PgmNr M5048: Integration of heterogeneous cross-species functional genomics data in GeneWeaver.org
.

Authors:
J. A. Bubier 1 ; G. Sutphin 1 ; M. A. Langston 2 ; E. J. Baker 3 ; E. J. Chesler 1


Institutes
1) The Jackson Laboratory, Bar Harbor, ME; 2) University of Tennessee, Knoxville, TN; 3) Baylor University, Waco, TX.


Abstract:

The use of model organisms to understand mechanisms of phenotypic diversity, development, aging, health and disease has been highly productive but faces challenges due to the unique nature of each model organism and its characteristics. The widespread application of whole genome functional studies and the diversity of sequenced genomes has created the critical mass of data necessary for efficient large-scale and cross-species data integration. The conservation of underlying pathways across species enables us to identify generalized mechanisms of disease. GeneWeaver.org is a database and suite of tools that allows users to integrate, query and analyze heterogeneous data from 10 supported species, with a variety of research applications. User submitted gene sets from individual or bulk uploads are seamlessly integrated and analyzed in light of a database containing sets of genes corresponding to Gene Ontology, Mammalian Phenotype Ontology, Comparative Toxicogenomics Database Chemicals, OMIM, MeSH annotations as well as pathway based gene sets from resources such as Pathway Commons, Kyoto Encyclopedia of Genes and Genomes (KEGG), and Molecular Signatures Database (MSigDB). The available tools use statistical methods and graph-based algorithms to perform set-set matching operations on gene sets and network edges. The results are presented in a dynamic graphical output.
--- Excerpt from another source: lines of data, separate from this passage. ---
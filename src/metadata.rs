// Copyright (C) 2026 Michael Wilson <mike@mdwn.dev>
//
// This program is free software: you can redistribute it and/or modify it under
// the terms of the GNU General Public License as published by the Free Software
// Foundation, version 3.
//
// This program is distributed in the hope that it will be useful, but WITHOUT
// ANY WARRANTY; without even the implied warranty of MERCHANTABILITY or FITNESS
// FOR A PARTICULAR PURPOSE. See the GNU General Public License for more details.
//
// You should have received a copy of the GNU General Public License along with
// this program. If not, see <https://www.gnu.org/licenses/>.
//
use std::{
    path::{Path, PathBuf},
    time::Duration,
};

use lofty::file::{AudioFile, TaggedFileExt};
use lofty::picture::{MimeType, PictureType};
use lofty::probe::Probe;
use lofty::tag::Accessor;

/// Tag and stream metadata for one audio file. The pipeline only needs the
/// duration; the command interface uses the rest for announcements.
pub struct TrackInfo {
    pub title: Option<String>,
    pub artist: Option<String>,
    pub duration: Duration,
    pub cover: Option<Cover>,
}

/// An embedded cover image, for frontends that can attach images.
#[allow(dead_code)]
pub struct Cover {
    pub data: Vec<u8>,
    pub mime: String,
}

#[derive(Debug, thiserror::Error)]
pub enum Error {
    #[error("unreadable metadata for {}: {source}", path.display())]
    Unreadable {
        path: PathBuf,
        source: lofty::error::LoftyError,
    },
}

/// Reads title, artist, duration and cover art from the given audio file.
pub fn read(path: &Path) -> Result<TrackInfo, Error> {
    let unreadable = |source| Error::Unreadable {
        path: path.to_path_buf(),
        source,
    };
    let tagged_file = Probe::open(path)
        .map_err(unreadable)?
        .read()
        .map_err(unreadable)?;

    let tag = tagged_file
        .primary_tag()
        .or_else(|| tagged_file.first_tag());

    let title = tag.and_then(|t| t.title().map(|s| s.to_string()));
    let artist = tag.and_then(|t| t.artist().map(|s| s.to_string()));
    let duration = tagged_file.properties().duration();

    // Prefer the front cover, fall back to the first embedded picture.
    let cover = tag.and_then(|t| {
        let pictures = t.pictures();
        let picture = pictures
            .iter()
            .find(|p| p.pic_type() == PictureType::CoverFront)
            .or_else(|| pictures.first())?;
        let mime = match picture.mime_type() {
            Some(MimeType::Png) => "image/png",
            _ => "image/jpeg",
        };
        Some(Cover {
            data: picture.data().to_vec(),
            mime: mime.to_string(),
        })
    });

    Ok(TrackInfo {
        title,
        artist,
        duration,
        cover,
    })
}

/// The user-facing fallback title for an untagged file: the file stem.
pub fn display_title(path: &Path) -> String {
    path.file_stem()
        .map(|stem| stem.to_string_lossy().to_string())
        .unwrap_or_else(|| path.display().to_string())
}

#[cfg(test)]
mod test {
    use std::io::Write;
    use std::path::Path;
    use std::time::Duration;

    use super::{display_title, read};

    #[test]
    fn test_read_wav_duration() {
        let dir = tempfile::tempdir().expect("unable to create tempdir");
        let path = dir.path().join("tone.wav");

        let spec = hound::WavSpec {
            channels: 2,
            sample_rate: 48000,
            bits_per_sample: 16,
            sample_format: hound::SampleFormat::Int,
        };
        let mut writer = hound::WavWriter::create(&path, spec).expect("unable to create wav");
        for _ in 0..(48000 * 2 * 2) {
            writer.write_sample(0i16).expect("unable to write sample");
        }
        writer.finalize().expect("unable to finalize wav");

        let info = read(&path).expect("unable to read metadata");
        assert_eq!(info.duration, Duration::from_secs(2));

        // A bare WAV has no tags, so the caller falls back to the file stem.
        assert!(info.title.is_none());
        assert!(info.artist.is_none());
        assert!(info.cover.is_none());
        assert_eq!(display_title(&path), "tone");
    }

    #[test]
    fn test_read_non_audio_file() {
        let dir = tempfile::tempdir().expect("unable to create tempdir");
        let path = dir.path().join("not-audio.mp3");
        let mut file = std::fs::File::create(&path).expect("unable to create file");
        writeln!(file, "this is not audio").expect("unable to write");

        assert!(read(&path).is_err());
    }

    #[test]
    fn test_read_missing_file() {
        assert!(read(Path::new("does-not-exist.mp3")).is_err());
    }
}
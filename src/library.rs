// Copyright (C) 2026 Michael Wilson <mike@mdwn.dev>
//
// This program is free software: you can redistribute it and/or modify it under
// the terms of the GNU General Public License as published by the Free Software
// Foundation, version 3.
//
// This program is distributed in the hope that it will be useful, but WITHOUT
// ANY WARRANTY; without even the implied warranty of MERCHANTABILITY or FITNESS
// FOR A PARTICULAR PURPOSE. See the GNU General Public License for more details.
//
// You should have received a copy of the GNU General Public License along with
// this program. If not, see <https://www.gnu.org/licenses/>.
//
use std::{
    fmt, fs, io,
    path::{Path, PathBuf},
};

/// A genre names a track folder and an optional voice line folder inside
/// the content root.
#[derive(Clone, Debug, PartialEq, Eq, Hash, PartialOrd, Ord)]
pub struct Genre(String);

impl Genre {
    pub fn new(name: &str) -> Genre {
        Genre(name.to_string())
    }

    pub fn as_str(&self) -> &str {
        &self.0
    }
}

impl fmt::Display for Genre {
    fn fmt(&self, f: &mut fmt::Formatter<'_>) -> fmt::Result {
        write!(f, "{}", self.0)
    }
}

/// Errors encountered while listing a genre's audio files. Both variants are
/// recoverable for the station: the offending genre cycle is skipped.
#[derive(Debug, thiserror::Error)]
pub enum Error {
    #[error("genre {genre} has no track directory at {}", path.display())]
    DirectoryMissing { genre: Genre, path: PathBuf },

    #[error("genre {genre} has no playable tracks")]
    EmptyListing { genre: Genre },

    #[error("IO error: {0}")]
    Io(#[from] io::Error),
}

/// The on-disk audio library. The content root contains a `music/<genre>`
/// tree and an optional `voice/<genre>` tree, filtered by a single audio
/// file extension.
pub struct Library {
    music_root: PathBuf,
    voice_root: PathBuf,
    extension: String,
}

impl Library {
    /// Creates a library rooted at the given content directory.
    pub fn new(root: &Path, extension: &str) -> Library {
        Library {
            music_root: root.join("music"),
            voice_root: root.join("voice"),
            extension: extension.to_string(),
        }
    }

    /// Lists the genre's tracks, sorted. A missing track directory is an
    /// error, as a genre without its track folder is misconfigured.
    pub fn tracks(&self, genre: &Genre) -> Result<Vec<PathBuf>, Error> {
        let dir = self.music_root.join(genre.as_str());
        if !dir.is_dir() {
            return Err(Error::DirectoryMissing {
                genre: genre.clone(),
                path: dir,
            });
        }
        self.list(&dir)
    }

    /// Lists the genre's voice lines, sorted. Voice lines are an enhancement,
    /// so a missing directory yields an empty listing rather than an error.
    pub fn voice_lines(&self, genre: &Genre) -> Result<Vec<PathBuf>, Error> {
        let dir = self.voice_root.join(genre.as_str());
        if !dir.is_dir() {
            return Ok(vec![]);
        }
        self.list(&dir)
    }

    fn list(&self, dir: &Path) -> Result<Vec<PathBuf>, Error> {
        let mut files: Vec<PathBuf> = Vec::new();
        for entry in fs::read_dir(dir)? {
            let path = entry?.path();
            if path.is_file() && path.extension().is_some_and(|ext| ext == self.extension.as_str())
            {
                files.push(path);
            }
        }
        // Sort so that listings are deterministic before any shuffle.
        files.sort();
        Ok(files)
    }
}
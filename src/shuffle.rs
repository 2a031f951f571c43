// Copyright (C) 2026 Michael Wilson <mike@mdwn.dev>
//
// This program is free software: you can redistribute it and/or modify it under
// the terms of the GNU General Public License as published by the Free Software
// Foundation, version 3.
//
// This program is distributed in the hope that it will be useful, but WITHOUT
// ANY WARRANTY; without even the implied warranty of MERCHANTABILITY or FITNESS
// FOR A PARTICULAR PURPOSE. See the GNU General Public License for more details.
//
// You should have received a copy of the GNU General Public License along with
// this program. If not, see <https://www.gnu.org/licenses/>.
//
use rand::Rng;

/// Shuffles the given slice in place with a Fisher-Yates walk from the last
/// index down to 1, swapping each position with a uniformly chosen
/// earlier-or-equal position. The slice is returned for chaining. Empty and
/// single element slices are no-ops.
pub fn shuffle<'a, T, R: Rng>(items: &'a mut [T], rng: &mut R) -> &'a mut [T] {
    for i in (1..items.len()).rev() {
        let j = rng.gen_range(0..=i);
        items.swap(i, j);
    }
    items
}
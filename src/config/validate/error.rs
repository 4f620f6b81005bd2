//! Validation error types

/// Validation error type
#[derive(Debug, thiserror::Error)]
pub enum ValidationError {
    #[error("Experiment name must not be empty")]
    EmptyExperimentName,

    #[error("Training data path does not exist: {0}")]
    TrainDataNotFound(String),

    #[error("Invalid batch size: {0} (must be > 0)")]
    InvalidBatchSize(usize),

    #[error("Invalid max_epoch: {0} (must be > 0)")]
    InvalidEpochs(usize),

    #[error("Invalid updates_per_epoch: {0} (must be > 0)")]
    InvalidUpdatesPerEpoch(usize),

    #[error("Invalid snapshot_interval: {0} (must be > 0)")]
    InvalidSnapshotInterval(usize),

    #[error("Invalid gen_disc_update_ratio: {0} (must be > 0)")]
    InvalidUpdateRatio(usize),

    #[error("Invalid n_critic: {0} (must be > 0)")]
    InvalidCriticSteps(usize),

    #[error("Invalid info_reg_coeff: {0} (must be finite and >= 0.0)")]
    InvalidInfoCoeff(f32),

    #[error("Invalid learning rate for {player}: {lr} (must be > 0.0 and <= 1.0)")]
    InvalidLearningRate { player: &'static str, lr: f32 },

    #[error("Invalid beta1 for {player}: {beta1} (must be in [0.0, 1.0))")]
    InvalidBeta1 { player: &'static str, beta1: f32 },

    #[error("Invalid {name} range: [{lo}, {hi}] (lower bound must not exceed upper bound)")]
    InvalidClipRange { name: &'static str, lo: f32, hi: f32 },

    #[error("Model latent_spec cannot be empty")]
    EmptyLatentSpec,

    #[error("Invalid model output_dim: {0} (must be > 0)")]
    InvalidOutputDim(usize),

    #[error("Data rows have width {data} but the model generates {model}")]
    DataDimMismatch { data: usize, model: usize },

    #[error("Invalid gaussian_mixture: {0}")]
    InvalidMixture(String),
}
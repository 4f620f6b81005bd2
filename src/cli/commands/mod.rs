//! CLI command implementations

mod sample;
mod train;
mod validate;


use super::args::{Cli, Command};
use crate::logging::LogLevel;

/// Execute a CLI command based on the parsed arguments
pub fn run_command(cli: Cli) -> Result<(), String> {
    let log_level = LogLevel::from_flags(cli.verbose, cli.quiet);

    match cli.command {
        Command::Train(args) => train::run_train(args, log_level),
        Command::Validate(args) => validate::run_validate(args, log_level),
        Command::Sample(args) => sample::run_sample(args, log_level),
    }
}
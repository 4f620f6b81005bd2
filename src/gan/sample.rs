//! Restore a trained generator and write one sample as an image summary

use std::path::{Path, PathBuf};

use rand::rngs::StdRng;
use rand::SeedableRng;

use super::checkpoint::{load_checkpoint, restore_parameters, CHECKPOINT_EXTENSION, MODEL_DEFINITION_FILE};
use super::summary::{ImageSummary, SummaryWriter};
use crate::autograd::Tensor;
use crate::logging::{log, LogLevel};
use crate::model::{GanModel, ModelDefinition, RegularizedGan};
use crate::{Error, Result};

/// Inputs of a sampling run
#[derive(Debug, Clone)]
pub struct SampleRequest {
    /// Snapshot to restore; a trailing `.meta` is tolerated
    pub checkpoint: PathBuf,
    /// Explicit latent vector; drawn from the prior when absent
    pub z: Option<Vec<f32>>,
    pub log_dir: PathBuf,
    /// Directory checkpoints are organised under; the sample directory mirrors
    /// the checkpoint's location relative to it
    pub checkpoint_root: PathBuf,
    pub seed: u64,
    pub log_level: LogLevel,
}

impl SampleRequest {
    pub fn new(checkpoint: impl Into<PathBuf>) -> Self {
        Self {
            checkpoint: checkpoint.into(),
            z: None,
            log_dir: PathBuf::from("logs"),
            checkpoint_root: PathBuf::from("ckt"),
            seed: 0,
            log_level: LogLevel::Normal,
        }
    }
}

#[derive(Debug, Clone)]
pub struct SampleOutput {
    /// `{log_dir}/{checkpoint subdir}/samples_{timestamp}`
    pub dir: PathBuf,
    pub sample: Vec<f32>,
}

/// Map `x.ckpt.meta` and `x` to `x.ckpt`
pub fn normalize_checkpoint_path(path: &Path) -> PathBuf {
    let mut path = path.to_path_buf();
    if path.extension().is_some_and(|ext| ext == "meta") {
        path.set_extension("");
    }
    if path.extension().is_some_and(|ext| ext == CHECKPOINT_EXTENSION) {
        path
    } else {
        let mut name = path.into_os_string();
        name.push(".");
        name.push(CHECKPOINT_EXTENSION);
        PathBuf::from(name)
    }
}

fn timestamp() -> String {
    chrono::Local::now().format("%Y_%m_%d_%H_%M_%S").to_string()
}

/// Output directory for samples of `checkpoint`
pub fn samples_dir(log_dir: &Path, checkpoint_root: &Path, checkpoint: &Path) -> PathBuf {
    let parent = checkpoint.parent().unwrap_or(Path::new(""));
    let subdir = parent.strip_prefix(checkpoint_root).unwrap_or(parent);
    // absolute checkpoints outside the root keep only their own directory name
    let subdir = if subdir.is_absolute() {
        subdir.file_name().map(PathBuf::from).unwrap_or_default()
    } else {
        subdir.to_path_buf()
    };
    log_dir.join(subdir).join(format!("samples_{}", timestamp()))
}

/// Restore the model next to `request.checkpoint` and generate one sample
pub fn sample(request: &SampleRequest) -> Result<SampleOutput> {
    let level = request.log_level;
    let checkpoint_path = normalize_checkpoint_path(&request.checkpoint);
    let model_dir = checkpoint_path.parent().unwrap_or(Path::new(""));

    log(level, LogLevel::Normal, "Importing model definition");
    let definition = ModelDefinition::load(model_dir.join(MODEL_DEFINITION_FILE))?;
    let model = RegularizedGan::from_definition(&definition)?;
    let checkpoint = load_checkpoint(&checkpoint_path)?;
    restore_parameters(&model.parameters(), &checkpoint)?;

    let latent = model.latent().latent_dist();
    let z = match &request.z {
        Some(values) => {
            log(level, LogLevel::Normal, "Using supplied latent vector");
            if values.len() != latent.dim() {
                return Err(Error::ShapeMismatch { expected: latent.dim(), actual: values.len() });
            }
            Tensor::from_vec(values.clone(), false)
        }
        None => latent.sample_prior(1, &mut StdRng::seed_from_u64(request.seed)),
    };

    log(level, LogLevel::Normal, "Sampling");
    let generated = model.generate(&z, 1)?;
    let pixels = generated.sample.to_vec();
    let (height, width) = model.image_shape().unwrap_or((1, pixels.len()));

    let dir = samples_dir(&request.log_dir, &request.checkpoint_root, &checkpoint_path);
    let mut writer = SummaryWriter::open(&dir)?;
    writer.write_image(0, "samples", ImageSummary { height, width, count: 1, pixels: pixels.clone() })?;
    log(level, LogLevel::Normal, &format!("Samples written to {}", dir.display()));

    Ok(SampleOutput { dir, sample: pixels })
}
As an example, we applied GeneWeaver to a set of 73 gene sets derived from diverse experimental types related to aging across six species (yeast, worm, fly, rat, mouse and human). The most highly connected gene among the cross species gene sets was identified as the tetraspanin transmembrane protein family member tsp-7 (Cd63 in mice). Experimental validation of tsp-7 using bacterial-fed RNAi in C. elegans demonstrated a 10.2% extension of mean lifespan compared to empty vector (p=0.009, n=627). This example illustrates how aggregating experimental evidence of a variety of data types (differential RNA expression, QTL, proteomic, etc.) enables the discovery of novel genes common to conserved processes.